--- Entries shown Enclosed Below ---
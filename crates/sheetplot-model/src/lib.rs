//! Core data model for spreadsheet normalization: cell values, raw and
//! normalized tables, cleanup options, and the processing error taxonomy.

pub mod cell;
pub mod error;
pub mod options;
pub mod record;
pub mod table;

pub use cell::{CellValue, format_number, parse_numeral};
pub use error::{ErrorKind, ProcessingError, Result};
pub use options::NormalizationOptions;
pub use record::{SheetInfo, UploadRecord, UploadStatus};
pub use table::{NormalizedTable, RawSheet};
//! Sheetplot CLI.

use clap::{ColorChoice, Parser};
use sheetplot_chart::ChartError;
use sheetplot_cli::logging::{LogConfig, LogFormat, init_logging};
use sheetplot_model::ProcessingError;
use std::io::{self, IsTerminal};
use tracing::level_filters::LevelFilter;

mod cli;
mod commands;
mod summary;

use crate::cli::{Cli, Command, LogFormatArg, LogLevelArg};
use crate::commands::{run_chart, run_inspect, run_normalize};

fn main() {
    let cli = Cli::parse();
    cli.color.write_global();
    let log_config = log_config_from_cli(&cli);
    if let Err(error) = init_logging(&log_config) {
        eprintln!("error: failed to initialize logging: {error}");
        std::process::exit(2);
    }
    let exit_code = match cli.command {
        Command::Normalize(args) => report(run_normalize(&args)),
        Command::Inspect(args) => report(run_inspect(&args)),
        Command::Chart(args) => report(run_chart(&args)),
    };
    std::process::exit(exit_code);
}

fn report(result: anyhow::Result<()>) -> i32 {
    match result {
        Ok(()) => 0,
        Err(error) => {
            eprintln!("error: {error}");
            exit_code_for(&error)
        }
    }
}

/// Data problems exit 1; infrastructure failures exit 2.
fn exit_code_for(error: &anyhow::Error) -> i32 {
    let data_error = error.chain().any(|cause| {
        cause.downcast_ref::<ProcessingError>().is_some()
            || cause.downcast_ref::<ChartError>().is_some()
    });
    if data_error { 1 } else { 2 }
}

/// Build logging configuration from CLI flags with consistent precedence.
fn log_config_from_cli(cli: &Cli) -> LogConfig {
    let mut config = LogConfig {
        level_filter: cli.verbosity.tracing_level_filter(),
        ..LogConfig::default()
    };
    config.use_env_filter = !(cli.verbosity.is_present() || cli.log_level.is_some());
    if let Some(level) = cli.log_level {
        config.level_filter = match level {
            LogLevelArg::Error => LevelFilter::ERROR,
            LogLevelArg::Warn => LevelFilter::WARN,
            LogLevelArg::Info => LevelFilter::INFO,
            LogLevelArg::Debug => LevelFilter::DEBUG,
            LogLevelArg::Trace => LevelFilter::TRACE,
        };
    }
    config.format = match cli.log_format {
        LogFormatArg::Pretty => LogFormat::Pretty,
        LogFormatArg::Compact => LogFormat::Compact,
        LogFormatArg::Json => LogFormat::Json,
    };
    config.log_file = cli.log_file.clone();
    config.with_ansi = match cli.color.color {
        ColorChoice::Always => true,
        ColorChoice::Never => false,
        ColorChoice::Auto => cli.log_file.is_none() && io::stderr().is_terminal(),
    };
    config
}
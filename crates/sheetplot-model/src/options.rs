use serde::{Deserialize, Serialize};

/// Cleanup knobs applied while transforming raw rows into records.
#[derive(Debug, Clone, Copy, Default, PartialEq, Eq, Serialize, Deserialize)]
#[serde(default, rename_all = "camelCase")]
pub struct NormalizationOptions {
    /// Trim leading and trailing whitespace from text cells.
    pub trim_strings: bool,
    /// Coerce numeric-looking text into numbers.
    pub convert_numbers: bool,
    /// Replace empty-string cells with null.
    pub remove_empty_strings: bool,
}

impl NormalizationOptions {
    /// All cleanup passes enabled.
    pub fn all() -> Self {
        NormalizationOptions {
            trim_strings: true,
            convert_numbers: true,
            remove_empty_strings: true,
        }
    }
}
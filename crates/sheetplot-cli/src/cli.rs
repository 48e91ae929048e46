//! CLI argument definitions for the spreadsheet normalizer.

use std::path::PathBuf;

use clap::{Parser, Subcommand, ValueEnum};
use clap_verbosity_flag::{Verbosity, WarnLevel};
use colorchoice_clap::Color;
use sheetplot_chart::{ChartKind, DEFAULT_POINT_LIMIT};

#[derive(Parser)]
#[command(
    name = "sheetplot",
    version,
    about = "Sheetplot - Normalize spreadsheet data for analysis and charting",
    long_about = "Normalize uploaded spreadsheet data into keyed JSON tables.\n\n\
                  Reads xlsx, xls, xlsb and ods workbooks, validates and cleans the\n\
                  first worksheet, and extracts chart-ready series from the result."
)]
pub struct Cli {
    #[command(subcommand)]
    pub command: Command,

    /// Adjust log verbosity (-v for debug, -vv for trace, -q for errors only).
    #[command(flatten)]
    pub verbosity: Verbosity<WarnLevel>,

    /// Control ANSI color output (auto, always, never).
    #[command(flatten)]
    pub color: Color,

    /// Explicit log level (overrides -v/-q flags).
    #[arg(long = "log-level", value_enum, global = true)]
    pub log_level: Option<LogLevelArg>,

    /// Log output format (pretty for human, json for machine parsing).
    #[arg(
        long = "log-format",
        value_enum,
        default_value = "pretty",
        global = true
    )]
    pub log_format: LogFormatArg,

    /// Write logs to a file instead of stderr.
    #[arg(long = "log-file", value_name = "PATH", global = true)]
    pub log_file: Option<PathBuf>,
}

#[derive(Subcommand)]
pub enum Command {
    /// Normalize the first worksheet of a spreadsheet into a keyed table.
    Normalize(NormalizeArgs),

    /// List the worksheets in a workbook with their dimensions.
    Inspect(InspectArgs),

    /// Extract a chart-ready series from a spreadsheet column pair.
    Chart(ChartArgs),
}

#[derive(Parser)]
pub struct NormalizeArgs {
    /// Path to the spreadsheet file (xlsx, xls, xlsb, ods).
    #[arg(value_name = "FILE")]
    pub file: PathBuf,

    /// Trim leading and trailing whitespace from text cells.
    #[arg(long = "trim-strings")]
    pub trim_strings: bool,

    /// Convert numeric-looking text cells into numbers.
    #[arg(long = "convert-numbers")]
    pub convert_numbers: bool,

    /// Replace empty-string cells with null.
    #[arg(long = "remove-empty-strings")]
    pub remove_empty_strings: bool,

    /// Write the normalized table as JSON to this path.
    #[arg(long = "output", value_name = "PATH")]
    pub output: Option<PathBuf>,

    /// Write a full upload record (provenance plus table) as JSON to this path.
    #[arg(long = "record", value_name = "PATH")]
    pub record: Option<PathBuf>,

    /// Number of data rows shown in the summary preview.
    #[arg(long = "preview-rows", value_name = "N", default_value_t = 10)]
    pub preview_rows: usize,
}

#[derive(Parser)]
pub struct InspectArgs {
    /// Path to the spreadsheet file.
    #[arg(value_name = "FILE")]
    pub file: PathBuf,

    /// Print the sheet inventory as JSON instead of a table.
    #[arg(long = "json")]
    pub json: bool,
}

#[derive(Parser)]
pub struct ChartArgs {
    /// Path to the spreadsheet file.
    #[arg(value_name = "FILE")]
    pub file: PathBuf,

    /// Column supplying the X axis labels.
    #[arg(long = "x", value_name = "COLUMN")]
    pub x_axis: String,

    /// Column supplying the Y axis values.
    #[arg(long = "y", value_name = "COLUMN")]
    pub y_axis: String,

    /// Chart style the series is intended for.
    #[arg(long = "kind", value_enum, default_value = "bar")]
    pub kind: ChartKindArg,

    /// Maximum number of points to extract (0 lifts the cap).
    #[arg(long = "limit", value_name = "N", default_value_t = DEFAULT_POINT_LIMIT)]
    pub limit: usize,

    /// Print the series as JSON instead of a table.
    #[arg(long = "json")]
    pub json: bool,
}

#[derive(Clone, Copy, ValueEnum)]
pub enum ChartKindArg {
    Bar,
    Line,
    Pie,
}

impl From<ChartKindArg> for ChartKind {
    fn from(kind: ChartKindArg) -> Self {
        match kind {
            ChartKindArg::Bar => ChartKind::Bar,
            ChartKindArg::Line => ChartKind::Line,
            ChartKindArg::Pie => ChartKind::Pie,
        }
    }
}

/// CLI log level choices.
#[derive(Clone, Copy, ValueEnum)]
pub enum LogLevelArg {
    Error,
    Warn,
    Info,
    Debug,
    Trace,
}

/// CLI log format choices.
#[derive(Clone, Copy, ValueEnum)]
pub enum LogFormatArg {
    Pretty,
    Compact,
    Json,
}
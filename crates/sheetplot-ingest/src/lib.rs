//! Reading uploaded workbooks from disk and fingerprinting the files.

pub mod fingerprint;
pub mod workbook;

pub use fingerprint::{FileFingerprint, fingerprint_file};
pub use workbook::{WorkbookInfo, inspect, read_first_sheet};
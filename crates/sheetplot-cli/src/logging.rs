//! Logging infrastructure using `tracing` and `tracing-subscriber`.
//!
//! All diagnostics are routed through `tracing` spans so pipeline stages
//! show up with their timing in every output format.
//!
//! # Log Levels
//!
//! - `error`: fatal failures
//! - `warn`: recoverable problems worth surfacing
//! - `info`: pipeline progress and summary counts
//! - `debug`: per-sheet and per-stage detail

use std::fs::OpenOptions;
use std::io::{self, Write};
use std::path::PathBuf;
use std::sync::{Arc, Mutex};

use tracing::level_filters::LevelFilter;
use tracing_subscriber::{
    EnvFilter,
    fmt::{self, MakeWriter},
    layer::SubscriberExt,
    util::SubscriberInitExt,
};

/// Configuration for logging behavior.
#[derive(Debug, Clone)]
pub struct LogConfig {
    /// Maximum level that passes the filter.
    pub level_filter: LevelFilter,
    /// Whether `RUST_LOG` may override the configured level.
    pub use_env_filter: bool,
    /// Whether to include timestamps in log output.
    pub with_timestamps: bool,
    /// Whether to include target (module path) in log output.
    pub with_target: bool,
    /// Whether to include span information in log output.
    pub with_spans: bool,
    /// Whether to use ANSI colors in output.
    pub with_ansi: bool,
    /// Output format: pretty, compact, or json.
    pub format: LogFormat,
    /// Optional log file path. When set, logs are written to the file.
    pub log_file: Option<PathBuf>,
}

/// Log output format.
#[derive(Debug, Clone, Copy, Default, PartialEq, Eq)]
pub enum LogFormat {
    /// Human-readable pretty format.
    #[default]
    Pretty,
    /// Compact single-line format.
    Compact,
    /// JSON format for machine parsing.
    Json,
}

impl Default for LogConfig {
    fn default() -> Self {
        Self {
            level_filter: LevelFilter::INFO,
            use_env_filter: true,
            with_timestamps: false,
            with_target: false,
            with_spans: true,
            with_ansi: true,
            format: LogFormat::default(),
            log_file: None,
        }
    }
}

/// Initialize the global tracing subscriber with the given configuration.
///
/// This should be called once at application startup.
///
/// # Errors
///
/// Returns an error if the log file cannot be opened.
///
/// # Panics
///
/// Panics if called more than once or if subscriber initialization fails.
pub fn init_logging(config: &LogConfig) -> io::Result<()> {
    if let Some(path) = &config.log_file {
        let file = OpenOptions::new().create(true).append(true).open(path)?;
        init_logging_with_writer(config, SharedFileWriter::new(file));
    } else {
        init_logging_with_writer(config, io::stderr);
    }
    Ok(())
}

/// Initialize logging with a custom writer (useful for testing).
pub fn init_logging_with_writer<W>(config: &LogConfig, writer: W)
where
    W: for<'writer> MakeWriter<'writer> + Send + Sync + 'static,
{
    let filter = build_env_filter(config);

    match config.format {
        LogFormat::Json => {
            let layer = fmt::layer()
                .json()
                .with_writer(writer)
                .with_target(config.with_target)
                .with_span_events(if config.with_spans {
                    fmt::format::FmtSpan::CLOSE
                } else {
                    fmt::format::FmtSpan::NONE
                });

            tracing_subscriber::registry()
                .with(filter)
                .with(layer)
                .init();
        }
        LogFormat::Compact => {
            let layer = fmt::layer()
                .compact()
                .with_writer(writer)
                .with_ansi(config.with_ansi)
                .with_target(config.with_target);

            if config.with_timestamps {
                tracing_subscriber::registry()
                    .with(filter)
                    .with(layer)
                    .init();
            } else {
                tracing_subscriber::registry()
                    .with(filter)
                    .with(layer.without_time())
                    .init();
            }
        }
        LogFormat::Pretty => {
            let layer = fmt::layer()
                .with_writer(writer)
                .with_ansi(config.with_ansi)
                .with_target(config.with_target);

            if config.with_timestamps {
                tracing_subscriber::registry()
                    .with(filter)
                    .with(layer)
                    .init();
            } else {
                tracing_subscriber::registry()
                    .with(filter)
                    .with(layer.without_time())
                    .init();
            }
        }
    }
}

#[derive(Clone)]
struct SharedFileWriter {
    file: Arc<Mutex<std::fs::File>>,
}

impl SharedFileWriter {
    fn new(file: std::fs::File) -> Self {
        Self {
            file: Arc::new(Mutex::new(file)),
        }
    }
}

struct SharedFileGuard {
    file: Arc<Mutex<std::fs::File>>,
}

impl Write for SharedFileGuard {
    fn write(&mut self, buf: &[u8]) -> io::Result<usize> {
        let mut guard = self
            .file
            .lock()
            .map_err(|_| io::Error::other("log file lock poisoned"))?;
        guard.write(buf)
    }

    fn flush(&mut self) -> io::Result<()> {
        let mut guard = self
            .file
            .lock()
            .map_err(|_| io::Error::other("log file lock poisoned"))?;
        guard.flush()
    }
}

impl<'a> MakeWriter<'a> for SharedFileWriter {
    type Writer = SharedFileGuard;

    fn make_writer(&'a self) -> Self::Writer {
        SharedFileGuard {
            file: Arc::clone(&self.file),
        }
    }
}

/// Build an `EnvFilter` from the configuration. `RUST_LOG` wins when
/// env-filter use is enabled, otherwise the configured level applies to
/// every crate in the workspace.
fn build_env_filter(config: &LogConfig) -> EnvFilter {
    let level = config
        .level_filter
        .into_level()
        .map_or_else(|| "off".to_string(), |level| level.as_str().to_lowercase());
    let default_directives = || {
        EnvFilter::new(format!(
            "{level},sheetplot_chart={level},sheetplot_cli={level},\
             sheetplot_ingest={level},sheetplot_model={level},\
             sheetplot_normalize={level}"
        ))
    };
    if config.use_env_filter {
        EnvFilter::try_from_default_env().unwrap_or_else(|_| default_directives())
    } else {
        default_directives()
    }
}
--- End of Enclosed Entries shown ---
--- Entries shown Enclosed Below ---
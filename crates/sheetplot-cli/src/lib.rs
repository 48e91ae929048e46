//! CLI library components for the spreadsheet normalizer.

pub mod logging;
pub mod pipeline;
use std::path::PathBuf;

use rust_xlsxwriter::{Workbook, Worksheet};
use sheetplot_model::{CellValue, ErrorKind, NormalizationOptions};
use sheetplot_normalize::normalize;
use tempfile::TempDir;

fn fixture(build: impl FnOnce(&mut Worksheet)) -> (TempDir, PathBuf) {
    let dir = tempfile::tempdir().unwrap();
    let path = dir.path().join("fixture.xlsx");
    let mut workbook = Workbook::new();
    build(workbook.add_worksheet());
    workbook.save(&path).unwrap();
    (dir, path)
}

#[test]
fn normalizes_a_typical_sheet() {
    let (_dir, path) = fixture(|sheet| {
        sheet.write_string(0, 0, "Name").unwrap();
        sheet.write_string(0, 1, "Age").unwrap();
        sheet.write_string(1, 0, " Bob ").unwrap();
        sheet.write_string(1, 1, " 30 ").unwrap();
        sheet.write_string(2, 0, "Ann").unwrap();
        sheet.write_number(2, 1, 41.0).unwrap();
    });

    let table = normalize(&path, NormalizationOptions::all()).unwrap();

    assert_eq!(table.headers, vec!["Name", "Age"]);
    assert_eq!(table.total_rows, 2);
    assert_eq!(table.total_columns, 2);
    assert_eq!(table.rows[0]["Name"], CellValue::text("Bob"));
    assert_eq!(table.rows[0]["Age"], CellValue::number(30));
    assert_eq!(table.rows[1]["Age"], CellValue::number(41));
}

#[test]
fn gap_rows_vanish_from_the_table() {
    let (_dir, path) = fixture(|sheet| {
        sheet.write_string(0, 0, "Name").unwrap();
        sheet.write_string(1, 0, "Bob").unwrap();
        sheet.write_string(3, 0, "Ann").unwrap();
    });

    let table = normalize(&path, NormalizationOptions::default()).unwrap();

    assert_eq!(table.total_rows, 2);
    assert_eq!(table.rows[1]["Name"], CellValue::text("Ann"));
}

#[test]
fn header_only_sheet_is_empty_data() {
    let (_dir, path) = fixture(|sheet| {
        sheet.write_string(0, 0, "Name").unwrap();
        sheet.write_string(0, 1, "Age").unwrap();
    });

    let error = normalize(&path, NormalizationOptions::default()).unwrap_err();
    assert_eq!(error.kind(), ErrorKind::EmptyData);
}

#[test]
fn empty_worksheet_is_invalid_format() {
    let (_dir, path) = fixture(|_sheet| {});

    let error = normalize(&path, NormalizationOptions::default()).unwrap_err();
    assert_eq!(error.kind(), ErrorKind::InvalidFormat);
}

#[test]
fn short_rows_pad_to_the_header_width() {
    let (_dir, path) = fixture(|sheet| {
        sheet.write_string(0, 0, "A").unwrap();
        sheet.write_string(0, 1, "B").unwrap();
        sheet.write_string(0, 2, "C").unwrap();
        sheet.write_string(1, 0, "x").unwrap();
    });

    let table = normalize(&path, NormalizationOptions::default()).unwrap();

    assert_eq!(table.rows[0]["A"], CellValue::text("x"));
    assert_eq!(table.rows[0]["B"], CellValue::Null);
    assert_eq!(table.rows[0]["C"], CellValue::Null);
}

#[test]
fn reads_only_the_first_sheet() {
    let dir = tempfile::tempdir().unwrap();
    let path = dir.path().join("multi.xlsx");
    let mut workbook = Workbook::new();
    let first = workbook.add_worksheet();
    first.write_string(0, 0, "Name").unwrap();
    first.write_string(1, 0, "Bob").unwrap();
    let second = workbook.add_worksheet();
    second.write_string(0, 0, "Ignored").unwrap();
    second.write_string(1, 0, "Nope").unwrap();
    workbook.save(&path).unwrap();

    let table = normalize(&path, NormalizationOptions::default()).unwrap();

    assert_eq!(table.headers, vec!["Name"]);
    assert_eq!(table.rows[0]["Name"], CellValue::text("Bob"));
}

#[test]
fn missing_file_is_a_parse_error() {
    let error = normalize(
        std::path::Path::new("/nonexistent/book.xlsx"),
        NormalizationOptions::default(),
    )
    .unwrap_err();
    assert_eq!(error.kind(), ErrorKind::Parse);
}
--- End of Enclosed Entries shown ---
▶ **Work instructions**:
Look through the material and copy each line that has "looking".

▶ **Exercise response**:
    /// Coerce numeric-looking text into numbers.
    /// Convert numeric-looking text cells into numbers.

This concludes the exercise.